(Saved data entries)
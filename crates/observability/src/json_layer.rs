//! JSONL layer.
//!
//! Each event becomes one line: timestamp (RFC 3339), level, service, pid,
//! target, message, structured fields and the innermost span name.

use chrono::Utc;
use serde::Serialize;
use serde_json::Value;
use std::collections::BTreeMap;
use std::fmt;
use std::io::Write;
use tracing::field::{Field, Visit};
use tracing::{Event, Subscriber};
use tracing_subscriber::fmt::MakeWriter;
use tracing_subscriber::layer::Context;
use tracing_subscriber::registry::LookupSpan;
use tracing_subscriber::Layer;

/// A single structured log line.
#[derive(Debug, Clone, Serialize)]
pub struct LogEntry {
    pub timestamp: String,
    pub level: String,
    pub service: String,
    pub pid: u32,
    pub target: String,
    pub message: String,
    #[serde(skip_serializing_if = "BTreeMap::is_empty")]
    pub fields: BTreeMap<String, Value>,
    #[serde(skip_serializing_if = "Option::is_none")]
    pub span: Option<String>,
}

#[derive(Default)]
struct FieldVisitor {
    fields: BTreeMap<String, Value>,
    message: Option<String>,
}

impl FieldVisitor {
    fn insert(&mut self, field: &Field, value: Value) {
        if field.name() == "message" {
            self.message = Some(match value {
                Value::String(s) => s,
                other => other.to_string(),
            });
        } else {
            self.fields.insert(field.name().to_string(), value);
        }
    }
}

impl Visit for FieldVisitor {
    fn record_debug(&mut self, field: &Field, value: &dyn fmt::Debug) {
        self.insert(field, Value::String(format!("{:?}", value)));
    }

    fn record_str(&mut self, field: &Field, value: &str) {
        self.insert(field, Value::String(value.to_string()));
    }

    fn record_i64(&mut self, field: &Field, value: i64) {
        self.insert(field, Value::from(value));
    }

    fn record_u64(&mut self, field: &Field, value: u64) {
        self.insert(field, Value::from(value));
    }

    fn record_bool(&mut self, field: &Field, value: bool) {
        self.insert(field, Value::Bool(value));
    }

    fn record_f64(&mut self, field: &Field, value: f64) {
        let value = serde_json::Number::from_f64(value)
            .map(Value::Number)
            .unwrap_or_else(|| Value::String(value.to_string()));
        self.insert(field, value);
    }

    fn record_error(&mut self, field: &Field, value: &(dyn std::error::Error + 'static)) {
        self.insert(field, Value::String(value.to_string()));
    }
}

pub struct JsonLayer<W> {
    service_name: String,
    pid: u32,
    make_writer: W,
}

impl<W> JsonLayer<W> {
    pub fn new(service_name: String, make_writer: W) -> Self {
        Self {
            service_name,
            pid: std::process::id(),
            make_writer,
        }
    }
}

impl<S, W> Layer<S> for JsonLayer<W>
where
    S: Subscriber + for<'a> LookupSpan<'a>,
    W: for<'writer> MakeWriter<'writer> + 'static,
{
    fn on_event(&self, event: &Event<'_>, ctx: Context<'_, S>) {
        let mut visitor = FieldVisitor::default();
        event.record(&mut visitor);

        let metadata = event.metadata();
        let entry = LogEntry {
            timestamp: Utc::now().to_rfc3339_opts(chrono::SecondsFormat::Micros, true),
            level: metadata.level().as_str().to_string(),
            service: self.service_name.clone(),
            pid: self.pid,
            target: metadata.target().to_string(),
            message: visitor.message.unwrap_or_default(),
            fields: visitor.fields,
            span: ctx.event_span(event).map(|s| s.name().to_string()),
        };

        if let Ok(json) = serde_json::to_string(&entry) {
            let mut writer = self.make_writer.make_writer();
            let _ = writeln!(writer, "{}", json);
        }
    }
}

#[cfg(test)]
mod tests {
    use super::*;

    #[test]
    fn test_log_entry_skips_empty_fields() {
        let entry = LogEntry {
            timestamp: "2026-01-15T10:30:00.000000Z".to_string(),
            level: "INFO".to_string(),
            service: "carbon-supervisor".to_string(),
            pid: 4242,
            target: "tracker_supervisor::process".to_string(),
            message: "tracker spawned".to_string(),
            fields: BTreeMap::new(),
            span: None,
        };

        let json = serde_json::to_string(&entry).unwrap();
        assert!(json.contains("\"service\":\"carbon-supervisor\""));
        assert!(json.contains("\"pid\":4242"));
        assert!(!json.contains("\"fields\""));
        assert!(!json.contains("\"span\""));
    }
}
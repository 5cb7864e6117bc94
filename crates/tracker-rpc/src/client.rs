//! NDJSON request client over a Unix domain socket.

use crate::{RequestChannel, RpcError, RpcResult};
use async_trait::async_trait;
use std::path::PathBuf;
use std::time::Duration;
use tracing::debug;
use tracker_protocol::{Method, Request, Response};

const DEFAULT_TIMEOUT: Duration = Duration::from_secs(30);

/// Client for the tracker language server.
///
/// Each call opens a connection, writes one request line and reads one
/// response line.
#[derive(Debug, Clone)]
pub struct IpcClient {
    socket_path: PathBuf,
    timeout: Duration,
}

impl IpcClient {
    pub fn new(socket_path: impl Into<PathBuf>) -> Self {
        Self {
            socket_path: socket_path.into(),
            timeout: DEFAULT_TIMEOUT,
        }
    }

    /// Set the per-request watchdog.
    pub fn with_timeout(mut self, timeout: Duration) -> Self {
        self.timeout = timeout;
        self
    }

    /// Send a request and wait for its response, bounded by the watchdog.
    pub async fn call(&self, request: Request) -> RpcResult<Response> {
        tokio::time::timeout(self.timeout, self.exchange(&request))
            .await
            .map_err(|_| RpcError::Timeout(self.timeout))?
    }

    #[cfg(unix)]
    async fn exchange(&self, request: &Request) -> RpcResult<Response> {
        use tokio::io::{AsyncBufReadExt, AsyncWriteExt, BufReader};
        use tokio::net::UnixStream;

        let stream = UnixStream::connect(&self.socket_path)
            .await
            .map_err(|e| RpcError::Socket(format!("Failed to connect: {}", e)))?;

        let (reader, mut writer) = stream.into_split();
        let mut reader = BufReader::new(reader);

        let request_json = request.to_json()?;
        writer.write_all(request_json.as_bytes()).await?;
        writer.write_all(b"\n").await?;
        writer.flush().await?;

        let mut line = String::new();
        reader.read_line(&mut line).await?;

        if line.is_empty() {
            return Err(RpcError::ConnectionClosed);
        }

        let response = Response::from_json(line.trim())?;
        if response.id != request.id {
            return Err(RpcError::Protocol(format!(
                "response id {} does not match request {}",
                response.id, request.id
            )));
        }
        Ok(response)
    }

    #[cfg(not(unix))]
    async fn exchange(&self, _request: &Request) -> RpcResult<Response> {
        Err(RpcError::Socket(format!(
            "Cannot reach {}: Unix domain sockets are not supported on this platform",
            self.socket_path.display()
        )))
    }
}

#[async_trait]
impl RequestChannel for IpcClient {
    async fn send_request(
        &self,
        method: Method,
        params: serde_json::Value,
    ) -> RpcResult<serde_json::Value> {
        let request = Request::with_params(method, params);
        debug!(method = %method, id = %request.id, "Sending tracker request");

        let response = self.call(request).await?;
        if let Some(error) = response.error {
            return Err(RpcError::Remote {
                code: error.code,
                message: error.message,
            });
        }
        Ok(response.result.unwrap_or(serde_json::Value::Null))
    }
}

#[cfg(all(test, unix))]
mod tests {
    use super::*;
    use tempfile::tempdir;
    use tokio::io::{AsyncBufReadExt, AsyncWriteExt, BufReader};
    use tokio::net::UnixListener;
    use tracker_protocol::error_codes;

    /// Serve a single connection, answering with `reply(request)`.
    async fn serve_once<F>(listener: UnixListener, reply: F)
    where
        F: FnOnce(Request) -> Response + Send + 'static,
    {
        let (stream, _) = listener.accept().await.unwrap();
        let (reader, mut writer) = stream.into_split();
        let mut reader = BufReader::new(reader);
        let mut line = String::new();
        reader.read_line(&mut line).await.unwrap();

        let request = Request::from_json(line.trim()).unwrap();
        let response = reply(request).to_json().unwrap();
        writer.write_all(response.as_bytes()).await.unwrap();
        writer.write_all(b"\n").await.unwrap();
    }

    #[tokio::test]
    async fn test_send_request_returns_result() {
        let dir = tempdir().unwrap();
        let socket = dir.path().join("tracker.sock");
        let listener = UnixListener::bind(&socket).unwrap();

        let server = tokio::spawn(serve_once(listener, |req| {
            assert_eq!(req.method, Method::StopTracker);
            assert_eq!(req.params, Some(serde_json::json!({})));
            Response::success(
                &req.id,
                serde_json::json!({ "emissions": 0.5, "emissions_file": "f.csv" }),
            )
        }));

        let client = IpcClient::new(&socket);
        let result = client
            .send_request(Method::StopTracker, serde_json::json!({}))
            .await
            .unwrap();
        assert_eq!(result["emissions"], 0.5);
        assert_eq!(result["emissions_file"], "f.csv");
        server.await.unwrap();
    }

    #[tokio::test]
    async fn test_missing_result_is_null() {
        let dir = tempdir().unwrap();
        let socket = dir.path().join("tracker.sock");
        let listener = UnixListener::bind(&socket).unwrap();

        let server = tokio::spawn(serve_once(listener, |req| Response {
            id: req.id,
            result: None,
            error: None,
        }));

        let result = IpcClient::new(&socket)
            .send_request(Method::StartTracker, serde_json::json!({}))
            .await
            .unwrap();
        assert!(result.is_null());
        server.await.unwrap();
    }

    #[tokio::test]
    async fn test_remote_error() {
        let dir = tempdir().unwrap();
        let socket = dir.path().join("tracker.sock");
        let listener = UnixListener::bind(&socket).unwrap();

        let server = tokio::spawn(serve_once(listener, |req| {
            Response::error(&req.id, error_codes::TRACKER_NOT_RUNNING, "not running")
        }));

        let err = IpcClient::new(&socket)
            .send_request(Method::StopTracker, serde_json::json!({}))
            .await
            .unwrap_err();
        match err {
            RpcError::Remote { code, message } => {
                assert_eq!(code, error_codes::TRACKER_NOT_RUNNING);
                assert_eq!(message, "not running");
            }
            other => panic!("unexpected error: {other}"),
        }
        server.await.unwrap();
    }

    #[tokio::test]
    async fn test_connection_closed() {
        let dir = tempdir().unwrap();
        let socket = dir.path().join("tracker.sock");
        let listener = UnixListener::bind(&socket).unwrap();

        let server = tokio::spawn(async move {
            let (stream, _) = listener.accept().await.unwrap();
            let mut reader = BufReader::new(stream);
            let mut line = String::new();
            reader.read_line(&mut line).await.unwrap();
        });

        let err = IpcClient::new(&socket)
            .send_request(Method::StartTracker, serde_json::json!({}))
            .await
            .unwrap_err();
        assert!(matches!(err, RpcError::ConnectionClosed));
        server.await.unwrap();
    }

    #[tokio::test]
    async fn test_timeout() {
        let dir = tempdir().unwrap();
        let socket = dir.path().join("tracker.sock");
        let listener = UnixListener::bind(&socket).unwrap();

        let server = tokio::spawn(async move {
            let (_stream, _) = listener.accept().await.unwrap();
            tokio::time::sleep(Duration::from_secs(5)).await;
        });

        let client = IpcClient::new(&socket).with_timeout(Duration::from_millis(50));
        let err = client
            .send_request(Method::StopTracker, serde_json::json!({}))
            .await
            .unwrap_err();
        assert!(matches!(err, RpcError::Timeout(_)));
        assert_eq!(err.to_string(), "Request timed out after 50ms");
        server.abort();
    }

    #[tokio::test]
    async fn test_connect_failure() {
        let dir = tempdir().unwrap();
        let client = IpcClient::new(dir.path().join("missing.sock"));
        let err = client
            .send_request(Method::StartTracker, serde_json::json!({}))
            .await
            .unwrap_err();
        assert!(matches!(err, RpcError::Socket(_)));
    }
}
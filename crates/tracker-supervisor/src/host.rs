//! Editor capabilities the supervisor relies on.

use async_trait::async_trait;
use parking_lot::Mutex;
use std::collections::VecDeque;
use std::path::{Path, PathBuf};

/// Notifications, prompts and file opening provided by the host editor.
#[async_trait]
pub trait EditorHost: Send + Sync {
    /// Show an informational notice.
    fn show_information(&self, message: &str);

    /// Show an error notice.
    fn show_error(&self, message: &str);

    /// Ask the user to pick one of `choices`; `None` when dismissed.
    async fn show_choice(&self, message: &str, choices: &[&str]) -> Option<String>;

    /// Ask the user for free text; `None` when cancelled.
    async fn show_input(&self, prompt: &str, placeholder: &str) -> Option<String>;

    /// Open a file in the editor.
    async fn open_file(&self, path: &Path);
}

/// Something the supervisor asked the host to do.
#[derive(Debug, Clone, PartialEq, Eq)]
pub enum HostEvent {
    Information(String),
    Error(String),
    Choice { message: String, choices: Vec<String> },
    Input { prompt: String, placeholder: String },
    OpenFile(PathBuf),
}

/// A host that records every interaction and replays queued answers.
///
/// Prompts with no queued answer are treated as dismissed.
#[derive(Debug, Default)]
pub struct RecordingHost {
    events: Mutex<Vec<HostEvent>>,
    choice_answers: Mutex<VecDeque<Option<String>>>,
    input_answers: Mutex<VecDeque<Option<String>>>,
}

impl RecordingHost {
    pub fn new() -> Self {
        Self::default()
    }

    /// Queue the answer for the next choice prompt.
    pub fn answer_choice(&self, answer: Option<&str>) {
        self.choice_answers
            .lock()
            .push_back(answer.map(str::to_string));
    }

    /// Queue the answer for the next input prompt.
    pub fn answer_input(&self, answer: Option<&str>) {
        self.input_answers
            .lock()
            .push_back(answer.map(str::to_string));
    }

    pub fn events(&self) -> Vec<HostEvent> {
        self.events.lock().clone()
    }

    pub fn informations(&self) -> Vec<String> {
        self.events
            .lock()
            .iter()
            .filter_map(|e| match e {
                HostEvent::Information(m) => Some(m.clone()),
                _ => None,
            })
            .collect()
    }

    pub fn errors(&self) -> Vec<String> {
        self.events
            .lock()
            .iter()
            .filter_map(|e| match e {
                HostEvent::Error(m) => Some(m.clone()),
                _ => None,
            })
            .collect()
    }

    pub fn opened_files(&self) -> Vec<PathBuf> {
        self.events
            .lock()
            .iter()
            .filter_map(|e| match e {
                HostEvent::OpenFile(p) => Some(p.clone()),
                _ => None,
            })
            .collect()
    }

    pub fn clear(&self) {
        self.events.lock().clear();
    }
}

#[async_trait]
impl EditorHost for RecordingHost {
    fn show_information(&self, message: &str) {
        self.events
            .lock()
            .push(HostEvent::Information(message.to_string()));
    }

    fn show_error(&self, message: &str) {
        self.events.lock().push(HostEvent::Error(message.to_string()));
    }

    async fn show_choice(&self, message: &str, choices: &[&str]) -> Option<String> {
        self.events.lock().push(HostEvent::Choice {
            message: message.to_string(),
            choices: choices.iter().map(|c| c.to_string()).collect(),
        });
        self.choice_answers.lock().pop_front().flatten()
    }

    async fn show_input(&self, prompt: &str, placeholder: &str) -> Option<String> {
        self.events.lock().push(HostEvent::Input {
            prompt: prompt.to_string(),
            placeholder: placeholder.to_string(),
        });
        self.input_answers.lock().pop_front().flatten()
    }

    async fn open_file(&self, path: &Path) {
        self.events
            .lock()
            .push(HostEvent::OpenFile(path.to_path_buf()));
    }
}
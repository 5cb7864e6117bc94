//! Line-oriented sentinel detection in tracker output.
//!
//! Output arrives in arbitrary chunks. [`LineBuffer`] reassembles complete
//! lines so a sentinel split across two reads is still seen, and
//! [`SentinelTable`] maps each line to at most one [`SentinelEvent`].

use regex::Regex;
use std::borrow::Cow;
use std::sync::LazyLock;

/// Summary line printed once the tracker has measured a run.
pub const EMISSIONS_MARKER: &str = "emissions:";
/// Announcement of the report file, followed by its path.
pub const EMISSIONS_FILE_MARKER: &str = "Saving emissions data to file";

static ANSI_RE: LazyLock<Regex> = LazyLock::new(|| {
    Regex::new(r"\x1B(?:\[[0-9;?]*[A-Za-z~]|\][^\x07]*\x07)").expect("ANSI pattern is valid")
});

/// Accumulates raw output and yields complete lines.
#[derive(Debug, Default)]
pub struct LineBuffer {
    pending: Vec<u8>,
}

impl LineBuffer {
    pub fn new() -> Self {
        Self::default()
    }

    /// Append a chunk and return every line it completed, without the
    /// line terminator.
    pub fn push(&mut self, chunk: &[u8]) -> Vec<String> {
        self.pending.extend_from_slice(chunk);

        let mut lines = Vec::new();
        while let Some(pos) = self.pending.iter().position(|b| *b == b'\n') {
            let line: Vec<u8> = self.pending.drain(..=pos).collect();
            lines.push(decode_line(&line[..line.len() - 1]));
        }
        lines
    }

    /// Flush a trailing partial line at end of stream.
    pub fn finish(&mut self) -> Option<String> {
        if self.pending.is_empty() {
            return None;
        }
        let rest = std::mem::take(&mut self.pending);
        Some(decode_line(&rest))
    }
}

fn decode_line(bytes: &[u8]) -> String {
    let bytes = bytes.strip_suffix(b"\r").unwrap_or(bytes);
    String::from_utf8_lossy(bytes).into_owned()
}

/// Remove terminal color and title escape sequences.
pub fn strip_ansi(line: &str) -> Cow<'_, str> {
    ANSI_RE.replace_all(line, "")
}

/// What a sentinel line announced.
#[derive(Debug, Clone, PartialEq)]
pub enum SentinelEvent {
    /// Emissions summary; `None` when the value did not parse.
    Emissions(Option<f64>),
    /// Path of the emissions report file.
    EmissionsFile(String),
}

type Handler = Box<dyn Fn(&str) -> Option<SentinelEvent> + Send + Sync>;

struct SentinelRule {
    pattern: String,
    handler: Handler,
}

/// Ordered `{pattern, handler}` rules. The first rule whose pattern occurs
/// in a line handles it; the handler receives the text after the pattern.
#[derive(Default)]
pub struct SentinelTable {
    rules: Vec<SentinelRule>,
}

impl SentinelTable {
    pub fn new() -> Self {
        Self::default()
    }

    /// Append a rule.
    pub fn with_rule<F>(mut self, pattern: impl Into<String>, handler: F) -> Self
    where
        F: Fn(&str) -> Option<SentinelEvent> + Send + Sync + 'static,
    {
        self.rules.push(SentinelRule {
            pattern: pattern.into(),
            handler: Box::new(handler),
        });
        self
    }

    /// The emissions summary and report file rules.
    pub fn tracker_defaults() -> Self {
        Self::new()
            .with_rule(EMISSIONS_MARKER, |rest| {
                Some(SentinelEvent::Emissions(parse_leading_float(rest)))
            })
            .with_rule(EMISSIONS_FILE_MARKER, |rest| {
                Some(SentinelEvent::EmissionsFile(rest.trim().to_string()))
            })
    }

    pub fn len(&self) -> usize {
        self.rules.len()
    }

    pub fn is_empty(&self) -> bool {
        self.rules.is_empty()
    }

    /// Match one line of output.
    pub fn match_line(&self, line: &str) -> Option<SentinelEvent> {
        let clean = strip_ansi(line);
        let (rule, start) = self.rules.iter().find_map(|rule| {
            clean
                .find(rule.pattern.as_str())
                .map(|pos| (rule, pos + rule.pattern.len()))
        })?;
        (rule.handler)(&clean[start..])
    }
}

impl std::fmt::Debug for SentinelTable {
    fn fmt(&self, f: &mut std::fmt::Formatter<'_>) -> std::fmt::Result {
        f.debug_list()
            .entries(self.rules.iter().map(|r| &r.pattern))
            .finish()
    }
}

/// Parse the longest numeric prefix after leading whitespace, ignoring
/// whatever follows (`" 0.5 kg"` is `0.5`).
pub fn parse_leading_float(text: &str) -> Option<f64> {
    let text = text.trim_start();
    let end = text
        .find(|c: char| !(c.is_ascii_digit() || matches!(c, '.' | '+' | '-' | 'e' | 'E')))
        .unwrap_or(text.len());
    let candidate = &text[..end];

    // Shrink until the prefix parses, so "1.5e" or "2-" still yield a number.
    (1..=candidate.len())
        .rev()
        .find_map(|len| candidate[..len].parse::<f64>().ok())
}
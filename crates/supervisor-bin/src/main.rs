//! CodeCarbon supervisor - starts and stops the emissions tracker and reports
//! what it measured.

mod app;
mod terminal;

use std::path::PathBuf;

use clap::{Parser, Subcommand};
use tracker_config::{init_logging, Config, IntegrationMode, Paths};
use tracker_supervisor::{format_emissions, DEFAULT_DECIMALS};

/// CodeCarbon supervisor command-line interface.
#[derive(Parser)]
#[command(name = "carbon-supervisor")]
#[command(about = "Supervise the CodeCarbon emissions tracker")]
#[command(version)]
struct Cli {
    #[command(subcommand)]
    command: Option<Commands>,

    /// Log level (trace, debug, info, warn, error)
    #[arg(short, long, global = true)]
    log_level: Option<String>,

    /// Base directory for runtime files (config, settings, logs). Defaults to ~/.codecarbon-supervisor
    #[arg(long, global = true)]
    base_dir: Option<PathBuf>,
}

#[derive(Subcommand)]
enum Commands {
    /// Activate the supervisor and read start/stop commands from stdin
    Run {
        /// Tracker integration (rpc or process); overrides the config file
        #[arg(short, long)]
        mode: Option<IntegrationMode>,

        /// Workspace folder the tracker runs in
        #[arg(short, long)]
        workspace: Option<PathBuf>,

        /// Language-server socket for rpc mode
        #[arg(long)]
        socket: Option<PathBuf>,
    },
    /// Manage the global monitor task
    Task {
        #[command(subcommand)]
        action: TaskAction,
    },
    /// Print an emissions value the way stop notices show it
    Format {
        /// Emissions in kgCO2e
        #[arg(allow_negative_numbers = true)]
        value: f64,

        /// Digits after the decimal point
        #[arg(short, long, default_value_t = DEFAULT_DECIMALS)]
        decimals: usize,
    },
}

#[derive(Subcommand)]
enum TaskAction {
    /// Add the monitor task to the user task list
    Create {
        /// Location of the codecarbon binary; prompted for when omitted
        #[arg(short, long)]
        path: Option<String>,
    },
    /// Remove the monitor task
    Delete,
}

#[tokio::main]
async fn main() -> anyhow::Result<()> {
    let cli = Cli::parse();

    let paths = match cli.base_dir {
        Some(base) => Paths::with_base_dir(base),
        None => Paths::new()?,
    };
    paths.ensure_dirs()?;
    let config = Config::load(&paths)?;

    let level = cli.log_level.unwrap_or_else(|| config.log_level.clone());
    init_logging(&level, Some(paths.log_file()))?;

    match cli.command {
        Some(Commands::Run {
            mode,
            workspace,
            socket,
        }) => {
            let options = app::RunOptions {
                mode: mode.unwrap_or(config.integration),
                workspace,
                socket,
            };
            app::run_supervisor(config, paths, options).await?;
        }
        None => {
            let options = app::RunOptions {
                mode: config.integration,
                workspace: None,
                socket: None,
            };
            app::run_supervisor(config, paths, options).await?;
        }
        Some(Commands::Task { action }) => match action {
            TaskAction::Create { path } => app::create_task(&paths, path).await?,
            TaskAction::Delete => app::delete_task(&paths).await?,
        },
        Some(Commands::Format { value, decimals }) => {
            println!("{}", format_emissions(value, decimals));
        }
    }

    Ok(())
}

[Instructions to follow]
In the lines above, find the word "EmissionsFile" and copy each line that contains it.

[Completed task]
    EmissionsFile(String),
                Some(SentinelEvent::EmissionsFile(rest.trim().to_string()))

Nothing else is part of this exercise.